I have found an excellent way to take the slop out of my Y axis at least. First I measure the distance between the ends of the rods and make sure they are exactly 5 7/8 inches center to center. I have made a jig to hold them exactly that far apart. I then loosen the 4 bushing mounts on the table and rotate them so they are snug against the rods, removing the slop. I rotate the left rear and right front clockwise, and the right rear and left front counterclockwise. I then check the bed for smooth motion from end to end. This has virtually eliminated any slop in my Y axis and greatly improved my print quality.

My understanding is the stock rods are not hardened and that would make sense with the plastic guides.

I am installing bearing guides and hardened rails even as I type this! Ultimately though, I intend to make my KITTAZ double wide - 24" on the X axis - and convert to linear rails on at least the X and Y. But that is a few months away. Frankly, the guide rails with ball bearings is going to eliminate slop and backlash well beyond the requirements for the 12" TAZ. I think I’ll need more rigidity than rods can provide for a 24" long X axis.

Mhackney,

May I ask you who your source is for the hardened rods and linear bearings? I am currently in the planning for upgrading my TAZ likewise, but have not yet sourced the rods, as I was under the impression I didn’t need them. I have purchased my bearings from Easy RepRap as theirs were well reviewed.

I normally buy from Misumi but since I know this is temporary for RazMaTAZZ, I decided to use Chinese stuff from ebay.
I got 11 of these: http://www.ebay.com/itm/131450077287
and 6 of these: http://www.ebay.com/itm/181479844918

But it turns out that 19" is too short for the Y axis so I am using the stock today (just installed them today) and will replace with 500mm rods.

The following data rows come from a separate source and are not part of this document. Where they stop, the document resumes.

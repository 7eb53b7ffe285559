//! rawstream 클라이언트 (송신자)
//!
//! 서버에 연결해 파일(또는 테스트 데이터)을 보내고 닫는다.
//! raw 소켓을 쓰므로 root 또는 CAP_NET_RAW 필요.
//!
//! 사용법:
//!   cargo run --release --bin rawstream-client -- [OPTIONS]
//!
//! 예시:
//!   sudo rawstream-client --server 10.0.0.2:9000 --local 10.0.0.1 --file data.bin

use std::error::Error;
use std::net::{Ipv4Addr, SocketAddrV4};
use std::path::PathBuf;
use std::sync::Arc;
use std::time::Instant;

use tracing::{info, warn};
use tracing_subscriber::{EnvFilter, FmtSubscriber};

use rawstream::socket::RawNetwork;
use rawstream::{Config, FilePortTable, Transport};

/// 클라이언트 설정
struct ClientConfig {
    server_addr: SocketAddrV4,
    local_ip: Ipv4Addr,
    file_path: Option<PathBuf>,
    ports_file: Option<PathBuf>,
    config: Config,
}

impl Default for ClientConfig {
    fn default() -> Self {
        Self {
            server_addr: SocketAddrV4::new(Ipv4Addr::LOCALHOST, 9000),
            local_ip: Ipv4Addr::LOCALHOST,
            file_path: None,
            ports_file: None,
            config: Config::default(),
        }
    }
}

fn parse_args() -> Result<ClientConfig, Box<dyn Error>> {
    let args: Vec<String> = std::env::args().collect();
    let mut config = ClientConfig::default();

    let mut i = 1;
    while i < args.len() {
        let value = args.get(i + 1);
        match (args[i].as_str(), value) {
            ("--server" | "-s", Some(value)) => {
                config.server_addr = rawstream::parse_address(value)?;
                i += 1;
            }
            ("--local" | "-l", Some(value)) => {
                config.local_ip = value.parse()?;
                i += 1;
            }
            ("--file" | "-f", Some(value)) => {
                config.file_path = Some(PathBuf::from(value));
                i += 1;
            }
            ("--fragment", Some(value)) => {
                config.config.fragment_size = value.parse()?;
                i += 1;
            }
            ("--ports-file", Some(value)) => {
                config.ports_file = Some(PathBuf::from(value));
                i += 1;
            }
            ("--help" | "-h", _) => {
                println!(
                    r#"rawstream client - raw IP 위의 순서 보장 바이트 스트림 송신

사용법:
  rawstream-client [OPTIONS]

옵션:
  -s, --server <ADDR>     서버 주소 (기본: 127.0.0.1:9000)
  -l, --local <IP>        로컬 IP (기본: 127.0.0.1)
  -f, --file <PATH>       보낼 파일 (없으면 1MB 테스트 데이터)
  --fragment <SIZE>       패킷당 최대 페이로드 (기본: 1024)
  --ports-file <PATH>     포트 테이블을 파일에 유지
  -h, --help              이 도움말 출력

로그 레벨은 RUST_LOG로 조정 (예: RUST_LOG=rawstream=debug)
"#
                );
                std::process::exit(0);
            }
            (flag, None) if flag.starts_with('-') => {
                return Err(format!("{} 값이 필요함", flag).into());
            }
            _ => {}
        }
        i += 1;
    }
    Ok(config)
}

#[tokio::main]
async fn main() -> Result<(), Box<dyn Error>> {
    // 로깅 설정
    let subscriber = FmtSubscriber::builder()
        .with_env_filter(
            EnvFilter::try_from_default_env().unwrap_or_else(|_| EnvFilter::new("info")),
        )
        .finish();
    tracing::subscriber::set_global_default(subscriber)?;

    let client_config = parse_args()?;
    let config = client_config.config.clone();

    info!("rawstream client starting...");
    info!("Server: {}", client_config.server_addr);
    info!("Local IP: {}", client_config.local_ip);

    let data = if let Some(path) = &client_config.file_path {
        info!("Loading file: {:?}", path);
        std::fs::read(path)?
    } else {
        // 테스트용 더미 데이터 (1MB)
        info!("Using test data (1MB)");
        (0..1024 * 1024).map(|i| (i % 251) as u8).collect()
    };

    let transport = match &client_config.ports_file {
        Some(path) => {
            let ports = FilePortTable::open(path, config.ephemeral_ports.clone())?;
            Transport::new(RawNetwork::new(client_config.local_ip), Arc::new(ports), config)?
        }
        None => Transport::raw(client_config.local_ip, config)?,
    };

    let start = Instant::now();
    let mut conn = transport.dial(&client_config.server_addr.to_string()).await?;
    info!("Connected: {} -> {:?}", conn.local_addr(), conn.peer_addr());

    let sent = conn.send(&data).await?;
    let elapsed = start.elapsed().as_secs_f64();

    if sent < data.len() {
        warn!("Partial send: {}/{} bytes", sent, data.len());
    } else {
        info!("Sent {} bytes in {:.2}s", sent, elapsed);
    }
    if elapsed > 0.0 {
        info!("Throughput: {:.2} MB/s", sent as f64 / elapsed / 1_000_000.0);
    }
    info!("{}", conn.stats().summary());

    conn.close().await?;
    Ok(())
}
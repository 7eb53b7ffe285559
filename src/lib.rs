//! # rawstream
//!
//! raw IP 패킷 위에서 동작하는 신뢰성 있는 순서 보장 바이트 스트림 전송
//!
//! ## 핵심 특징
//! - **3-way 핸드쉐이크**: SYN / SYN-ACK / ACK, 수락마다 새 임시 포트
//! - **슬라이딩 윈도우**: 누적 ACK, 구멍은 RST+ACK로 재동기화
//! - **지수 백오프**: 타임아웃마다 두 배, 상한에서 포기
//! - **수신 태스크**: 연산마다 소켓을 읽는 백그라운드 태스크 + 채널
//! - **포트 테이블**: 주입 가능한 바인딩 관리 (메모리 / 파일)
//! - **메모리 네트워크**: 손실/중복을 주입하는 시뮬레이션 (테스트용)
//!
//! ```no_run
//! # async fn run() -> rawstream::Result<()> {
//! use std::net::Ipv4Addr;
//! use rawstream::{Config, Transport};
//!
//! let transport = Transport::raw(Ipv4Addr::new(10, 0, 0, 1), Config::default())?;
//! let mut conn = transport.dial("10.0.0.2:80").await?;
//! conn.send(b"hello").await?;
//! conn.close().await?;
//! # Ok(())
//! # }
//! ```

pub mod address;
pub mod backoff;
pub mod config;
pub mod connection;
pub mod error;
pub mod packet;
pub mod ports;
mod reader;
pub mod receiver;
mod sender;
pub mod sim;
pub mod socket;
pub mod state;
pub mod stats;

pub use address::parse_address;
pub use backoff::Backoff;
pub use config::Config;
pub use connection::{Connection, Transport};
pub use error::{Error, Result};
pub use packet::{Packet, PacketFilter};
pub use ports::{FilePortTable, MemoryPortTable, PortTable};
pub use receiver::ReceiverTask;
pub use sim::{FaultModel, MemoryNetwork};
pub use socket::{Network, RawNetwork, RawSocket};
pub use state::ConnectionState;
pub use stats::ConnectionStats;

/// 기본 프래그먼트 크기 (바이트)
pub const DEFAULT_FRAGMENT_SIZE: usize = 1024;

/// IP 패킷 최대 크기 (바이트)
pub const MAX_PACKET_SIZE: usize = 65535;

/// raw 소켓 연결
pub type RawConnection = Connection<RawNetwork>;
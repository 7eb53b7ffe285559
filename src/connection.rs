//! 연결 상태 기계
//!
//! - `Transport`: 네트워크, 포트 테이블, 설정을 묶은 공유 컨텍스트. listen / dial
//! - `Connection`: 한 실행 컨텍스트가 독점하는 연결. accept / send / recv / close
//!
//! 연결 간에 공유되는 상태는 포트 테이블뿐이다. 수신 태스크와는 디코딩된
//! 패킷 채널로만 통신하고, 시퀀스/버퍼 상태는 포그라운드만 만진다.

use std::collections::VecDeque;
use std::net::{Ipv4Addr, SocketAddrV4};
use std::sync::Arc;
use std::time::{Duration, Instant};

use bytes::{Bytes, BytesMut};
use tracing::{debug, info, warn};

use crate::address::parse_address;
use crate::backoff::Backoff;
use crate::packet::{flags, Packet, PacketFilter};
use crate::ports::{MemoryPortTable, PortTable};
use crate::receiver::ReceiverTask;
use crate::socket::{Network, RawNetwork, RawSocket};
use crate::state::ConnectionState;
use crate::stats::ConnectionStats;
use crate::{Config, Error, Result};

/// 리스너가 기억하는 응답한 SYN 수
const ANSWERED_SYN_MEMORY: usize = 64;

struct Shared<N> {
    network: N,
    ports: Arc<dyn PortTable>,
    config: Config,
}

/// 전송 컨텍스트 (clone은 같은 컨텍스트를 공유)
pub struct Transport<N: Network> {
    shared: Arc<Shared<N>>,
}

impl<N: Network> Clone for Transport<N> {
    fn clone(&self) -> Self {
        Self {
            shared: self.shared.clone(),
        }
    }
}

impl Transport<RawNetwork> {
    /// 커널 raw 소켓 + 프로세스 내 포트 테이블
    pub fn raw(local_ip: Ipv4Addr, config: Config) -> Result<Self> {
        let ports = Arc::new(MemoryPortTable::new(config.ephemeral_ports.clone()));
        Self::new(RawNetwork::new(local_ip), ports, config)
    }
}

impl<N: Network> Transport<N> {
    pub fn new(network: N, ports: Arc<dyn PortTable>, config: Config) -> Result<Self> {
        config.validate()?;
        Ok(Self {
            shared: Arc::new(Shared {
                network,
                ports,
                config,
            }),
        })
    }

    pub fn config(&self) -> &Config {
        &self.shared.config
    }

    pub fn network(&self) -> &N {
        &self.shared.network
    }

    pub fn ports(&self) -> &dyn PortTable {
        self.shared.ports.as_ref()
    }

    /// 소켓 열기. 실패하면 방금 잡은 포트를 돌려놓음
    fn open_socket(&self, port: u16) -> Result<Arc<N::Socket>> {
        match self.shared.network.open() {
            Ok(socket) => Ok(Arc::new(socket)),
            Err(e) => {
                if let Err(release) = self.shared.ports.release(port) {
                    warn!("포트 {} 해제 실패: {}", port, release);
                }
                Err(e.into())
            }
        }
    }

    /// 포트를 예약하고 LISTENING 연결 반환. 포트 0이면 임시 포트 할당
    pub async fn listen(&self, address: &str) -> Result<Connection<N>> {
        let requested = parse_address(address)?;
        let ip = if requested.ip().is_unspecified() {
            self.shared.network.local_ip()
        } else {
            *requested.ip()
        };

        let port = match requested.port() {
            0 => self.shared.ports.allocate()?,
            port => {
                self.shared.ports.reserve(port)?;
                port
            }
        };
        let socket = self.open_socket(port)?;
        let local = SocketAddrV4::new(ip, port);

        info!("LISTEN {}", local);
        Ok(Connection::new(
            self.clone(),
            socket,
            local,
            None,
            ConnectionState::Listening,
            0,
            0,
        ))
    }

    /// 능동 연결. 백오프가 소진될 때까지 응답이 없으면 `DialFailed`
    pub async fn dial(&self, address: &str) -> Result<Connection<N>> {
        let remote = parse_address(address)?;
        let port = self.shared.ports.allocate()?;
        let socket = self.open_socket(port)?;
        let local = SocketAddrV4::new(self.shared.network.local_ip(), port);

        let isn: u32 = rand::random();
        let mut conn = Connection::new(
            self.clone(),
            socket,
            local,
            Some(remote),
            ConnectionState::SynSent,
            isn,
            0,
        );
        info!("DIAL {} -> {}", local, remote);

        let syn = conn.segment(remote, isn, 0, flags::SYN, Bytes::new());
        let expected_ack = isn.wrapping_add(1);
        let reply = conn
            .handshake(&syn, PacketFilter::port(port), |packet| {
                packet.has(flags::SYN | flags::ACK) && packet.ack == expected_ack
            })
            .await?;

        let Some(reply) = reply else {
            warn!("연결 수립 실패: {} 응답 없음", remote);
            conn.state = ConnectionState::Closed;
            conn.release_port()?;
            return Err(Error::DialFailed { addr: remote });
        };

        // 주소 변환을 거쳤을 수 있으므로 실제 응답 출처로 재바인딩
        let peer = reply.source;
        conn.peer = Some(peer);
        conn.seq = expected_ack;
        conn.ack = reply.seq.wrapping_add(1);
        conn.state = ConnectionState::Established;

        let ack = conn.segment(peer, conn.seq, conn.ack, flags::ACK, Bytes::new());
        conn.transmit(&ack).await?;
        conn.stats.acks_sent += 1;

        info!("ESTABLISHED {} <-> {}", local, peer);
        Ok(conn)
    }
}

/// 단일 연결
pub struct Connection<N: Network> {
    transport: Transport<N>,
    socket: Arc<N::Socket>,
    pub(crate) state: ConnectionState,
    pub(crate) fragment_size: usize,

    /// 송신 시퀀스 (다음에 보낼 스트림 위치)
    pub(crate) seq: u32,

    /// 수신 확인 (다음에 기대하는 스트림 위치)
    pub(crate) ack: u32,

    local: SocketAddrV4,
    pub(crate) peer: Option<SocketAddrV4>,

    /// 마지막 연산이 남긴 백오프 상태
    pub(crate) backoff: Backoff,

    /// 순서대로 도착했지만 아직 읽지 않은 바이트
    pub(crate) recv_buffer: BytesMut,

    pub(crate) stats: ConnectionStats,

    /// 리스너 전용: 최근 응답한 (peer, SYN seq)
    answered: VecDeque<(SocketAddrV4, u32)>,

    port_held: bool,
}

impl<N: Network> Connection<N> {
    fn new(
        transport: Transport<N>,
        socket: Arc<N::Socket>,
        local: SocketAddrV4,
        peer: Option<SocketAddrV4>,
        state: ConnectionState,
        seq: u32,
        ack: u32,
    ) -> Self {
        let fragment_size = transport.config().fragment_size;
        let backoff = Backoff::from_config(transport.config());
        Self {
            fragment_size,
            backoff,
            transport,
            socket,
            state,
            seq,
            ack,
            local,
            peer,
            recv_buffer: BytesMut::new(),
            stats: ConnectionStats::new(),
            answered: VecDeque::new(),
            port_held: true,
        }
    }

    pub fn state(&self) -> ConnectionState {
        self.state
    }

    pub fn local_addr(&self) -> SocketAddrV4 {
        self.local
    }

    pub fn peer_addr(&self) -> Option<SocketAddrV4> {
        self.peer
    }

    /// 송신 시퀀스
    pub fn seq(&self) -> u32 {
        self.seq
    }

    /// 수신 확인 위치
    pub fn ack(&self) -> u32 {
        self.ack
    }

    pub fn fragment_size(&self) -> usize {
        self.fragment_size
    }

    /// 현재 재전송 타임아웃
    pub fn time_limit(&self) -> Duration {
        self.backoff.time_limit()
    }

    /// 읽지 않은 버퍼 바이트 수
    pub fn buffered(&self) -> usize {
        self.recv_buffer.len()
    }

    pub fn stats(&self) -> &ConnectionStats {
        &self.stats
    }

    pub(crate) fn config(&self) -> &Config {
        self.transport.config()
    }

    /// ESTABLISHED가 아니면 `NotConnected`, 맞으면 상대 주소
    pub(crate) fn require_established(&self) -> Result<SocketAddrV4> {
        match (self.state, self.peer) {
            (ConnectionState::Established, Some(peer)) => Ok(peer),
            _ => Err(Error::NotConnected),
        }
    }

    /// 이 연결에서 나가는 패킷
    pub(crate) fn segment(
        &self,
        peer: SocketAddrV4,
        seq: u32,
        ack: u32,
        flags: u8,
        payload: Bytes,
    ) -> Packet {
        Packet::new(self.local, peer, seq, ack, flags, payload)
    }

    pub(crate) async fn transmit(&self, packet: &Packet) -> Result<()> {
        self.socket
            .send_to(&packet.encode(), *packet.destination.ip())
            .await?;
        Ok(())
    }

    /// 수립된 세션의 패킷만 받는 수신 태스크
    pub(crate) fn session_receiver(&self, peer: SocketAddrV4) -> ReceiverTask {
        self.spawn_receiver(PacketFilter::session(self.local.port(), peer))
    }

    fn spawn_receiver(&self, filter: PacketFilter) -> ReceiverTask {
        ReceiverTask::spawn(self.socket.clone(), filter, self.config().read_timeout())
    }

    /// 핸드쉐이크 ACK가 유실되어 상대가 SYN-ACK를 재전송한 경우 ACK 재전송
    pub(crate) async fn answer_stray_syn(&mut self, packet: &Packet) -> Result<()> {
        let Some(peer) = self.peer else {
            return Ok(());
        };
        if !packet.has(flags::SYN | flags::ACK) {
            return Ok(());
        }

        debug!("SYN-ACK 재수신: 핸드쉐이크 ACK 재전송 -> {}", peer);
        let ack = self.segment(peer, self.seq, packet.seq.wrapping_add(1), flags::ACK, Bytes::new());
        self.transmit(&ack).await?;
        self.stats.acks_sent += 1;
        Ok(())
    }

    /// 요청 패킷을 보내고 검증된 응답을 기다림. 백오프 소진 시 `None`
    async fn handshake(
        &mut self,
        request: &Packet,
        filter: PacketFilter,
        validate: impl Fn(&Packet) -> bool,
    ) -> Result<Option<Packet>> {
        let poll = self.config().poll_interval();
        let mut backoff = Backoff::from_config(self.config());
        let mut task = self.spawn_receiver(filter);

        self.transmit(request).await?;
        let mut timer = Instant::now();

        let reply = loop {
            if let Some(packet) = task.next_within(poll).await {
                if validate(&packet) {
                    break Some(packet);
                }
                debug!(
                    "핸드쉐이크 중 무시: {} flags={:#04x} ack={}",
                    packet.source, packet.flags, packet.ack
                );
            }

            if timer.elapsed() > backoff.time_limit() {
                self.stats.timeouts += 1;
                let Some(next) = backoff.escalate() else {
                    break None;
                };
                backoff = next;
                warn!(
                    "핸드쉐이크 재전송 -> {} (시도 {}, 제한 {:?})",
                    request.destination,
                    backoff.attempts(),
                    backoff.time_limit()
                );
                self.transmit(request).await?;
                timer = Instant::now();
            }
        };

        task.stop().await;
        self.backoff = match reply {
            Some(_) => backoff.reset(),
            None => backoff,
        };
        Ok(reply)
    }

    /// 다음 연결 수락. SYN이 올 때까지 기한 없이 대기
    ///
    /// 핸드쉐이크가 실패하면 반쯤 열린 연결을 정리하고 다시 대기한다.
    pub async fn accept(&mut self) -> Result<Connection<N>> {
        if self.state != ConnectionState::Listening {
            return Err(Error::NotListening);
        }

        loop {
            let syn = self.wait_for_syn().await;
            if let Some(conn) = self.respond(syn).await? {
                return Ok(conn);
            }
        }
    }

    async fn wait_for_syn(&mut self) -> Packet {
        let wait = self.config().read_timeout();
        let mut task = self.spawn_receiver(PacketFilter::port(self.local.port()));

        loop {
            let Some(packet) = task.next_within(wait).await else {
                continue;
            };
            if !packet.has(flags::SYN) || packet.has(flags::ACK) {
                continue;
            }
            if self.answered.contains(&(packet.source, packet.seq)) {
                debug!("이미 응답한 SYN 재전송 무시: {}", packet.source);
                continue;
            }

            task.stop().await;
            return packet;
        }
    }

    /// SYN에 새 포트에서 SYN-ACK로 응답. 핸드쉐이크 실패 시 `None`
    async fn respond(&mut self, syn: Packet) -> Result<Option<Connection<N>>> {
        let transport = self.transport.clone();
        let port = transport.shared.ports.allocate()?;
        let socket = transport.open_socket(port)?;

        let peer = syn.source;
        self.answered.push_back((peer, syn.seq));
        if self.answered.len() > ANSWERED_SYN_MEMORY {
            self.answered.pop_front();
        }

        let local = SocketAddrV4::new(*self.local.ip(), port);
        let isn: u32 = rand::random();
        let mut conn = Connection::new(
            transport,
            socket,
            local,
            Some(peer),
            ConnectionState::SynReceived,
            isn,
            syn.seq.wrapping_add(1),
        );
        info!("SYN 수신: {} -> {}", peer, local);

        let syn_ack = conn.segment(peer, isn, conn.ack, flags::SYN | flags::ACK, Bytes::new());
        let expected_ack = isn.wrapping_add(1);

        // 핸드쉐이크 ACK 또는 ACK가 유실된 경우의 첫 데이터 세그먼트
        let reply = conn
            .handshake(&syn_ack, PacketFilter::session(port, peer), |packet| {
                !packet.has(flags::SYN) && packet.ack == expected_ack
            })
            .await?;

        if reply.is_none() {
            warn!("핸드쉐이크 실패: {} 응답 없음, 리스닝 재개", peer);
            conn.close().await?;
            return Ok(None);
        }

        conn.seq = expected_ack;
        conn.state = ConnectionState::Established;
        info!("ESTABLISHED {} <-> {}", local, peer);
        Ok(Some(conn))
    }

    /// 연결 종료
    ///
    /// 상대가 있으면 확인 없는 FIN 하나를 보내고 포트를 해제한다.
    pub async fn close(mut self) -> Result<()> {
        if let Some(peer) = self.peer {
            let fin = self.segment(peer, self.seq, self.ack, flags::FIN, Bytes::new());
            if let Err(e) = self.transmit(&fin).await {
                warn!("FIN 전송 실패: {}", e);
            }
        }

        self.state = ConnectionState::Closed;
        info!("CLOSE {} | {}", self.local, self.stats.summary());
        self.release_port()
    }

    fn release_port(&mut self) -> Result<()> {
        if !self.port_held {
            return Ok(());
        }
        self.port_held = false;
        self.transport.shared.ports.release(self.local.port())
    }

    /// 버퍼 앞에서 최대 `length` 바이트
    pub(crate) fn take_buffered(&mut self, length: usize) -> Bytes {
        let n = length.min(self.recv_buffer.len());
        self.recv_buffer.split_to(n).freeze()
    }
}

impl<N: Network> Drop for Connection<N> {
    /// close 없이 버려진 연결의 포트 회수
    fn drop(&mut self) {
        if let Err(e) = self.release_port() {
            warn!("포트 {} 해제 실패: {}", self.local.port(), e);
        }
    }
}
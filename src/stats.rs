//! 연결 통계

use std::time::{Duration, Instant};

/// 연결 단위 전송 통계
#[derive(Debug, Clone)]
pub struct ConnectionStats {
    pub start_time: Instant,

    /// 전송한 데이터 세그먼트 수 (재전송 포함)
    pub segments_sent: u64,

    /// 재전송 세그먼트 수
    pub retransmitted_segments: u64,

    /// 상대가 확인한 송신 바이트
    pub bytes_sent: u64,

    /// 순서대로 받아들인 수신 바이트
    pub bytes_received: u64,

    pub acks_sent: u64,
    pub acks_received: u64,

    /// 이미 받은 오프셋의 중복 세그먼트
    pub duplicate_segments: u64,

    /// 순서 어긋남으로 보낸 RST 수
    pub resets_sent: u64,

    /// 되감기를 일으킨 RST 수
    pub resets_received: u64,

    /// 재전송 타임아웃 횟수
    pub timeouts: u64,
}

impl ConnectionStats {
    pub fn new() -> Self {
        Self {
            start_time: Instant::now(),
            segments_sent: 0,
            retransmitted_segments: 0,
            bytes_sent: 0,
            bytes_received: 0,
            acks_sent: 0,
            acks_received: 0,
            duplicate_segments: 0,
            resets_sent: 0,
            resets_received: 0,
            timeouts: 0,
        }
    }

    /// 경과 시간
    pub fn elapsed(&self) -> Duration {
        self.start_time.elapsed()
    }

    /// 송수신 합계 처리율 (bytes/sec)
    pub fn throughput(&self) -> f64 {
        let elapsed = self.elapsed().as_secs_f64();
        if elapsed == 0.0 {
            return 0.0;
        }
        (self.bytes_sent + self.bytes_received) as f64 / elapsed
    }

    /// 재전송 비율
    pub fn retransmission_rate(&self) -> f64 {
        if self.segments_sent == 0 {
            return 0.0;
        }
        self.retransmitted_segments as f64 / self.segments_sent as f64
    }

    /// 통계 요약 문자열
    pub fn summary(&self) -> String {
        format!(
            "Elapsed: {:.2}s | Sent: {} bytes ({} segs, {:.1}% retx) | Received: {} bytes | Dups: {} | RST: {}/{} | Timeouts: {} | Throughput: {:.2} MB/s",
            self.elapsed().as_secs_f64(),
            self.bytes_sent,
            self.segments_sent,
            self.retransmission_rate() * 100.0,
            self.bytes_received,
            self.duplicate_segments,
            self.resets_sent,
            self.resets_received,
            self.timeouts,
            self.throughput() / 1_000_000.0,
        )
    }
}

impl Default for ConnectionStats {
    fn default() -> Self {
        Self::new()
    }
}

Search for x axis backlash it was OPed by erv. The stock rods are not hardened and I threw up links for the Misumi parts. I still suggest going threw eBay like mhackney suggested. I just know for sure that the Misumi parts all fit and work and cost me ~$120 with shipping. If I were to do it over I would probably go with mhackney’s suggestion of using v-rails and slides to make the x axis more rigid, but the double shaft setup works fine.

Thanks on the stock rod info.

So the rods I ordered (hardened) are quite nice but they are 19" long, not 500mm. They work perfectly for X and Z but are about 4 mm too short for Y. I used the stock rods temporarily on Y while I figure out what to do. This was purely my fault, I knew they were a bit short and didn’t really measure the Y length very well. There are vendors on eBay who have 500mm rods too, use them. My options are to either buy some 500mm rods or to make little rod mount extenders for one end of the Y axis. I’m just going to use the non-hardened rods for a few months while I work on other projects and prepare to convert RazzMaTAZZ into a double wide (24") printer with rails.

Why not just reprint the Y axis mounting hardware extended and adequately braced to adapt your 19 inch rods? Seems like you could cover the 4mm deficit fairly easily. Not much of a sacrifice to your print area.

Yes, that is basically what I mean. But it could actually be a bit easier with just printing a collar. It is a minor issue but not worth dealing with right now.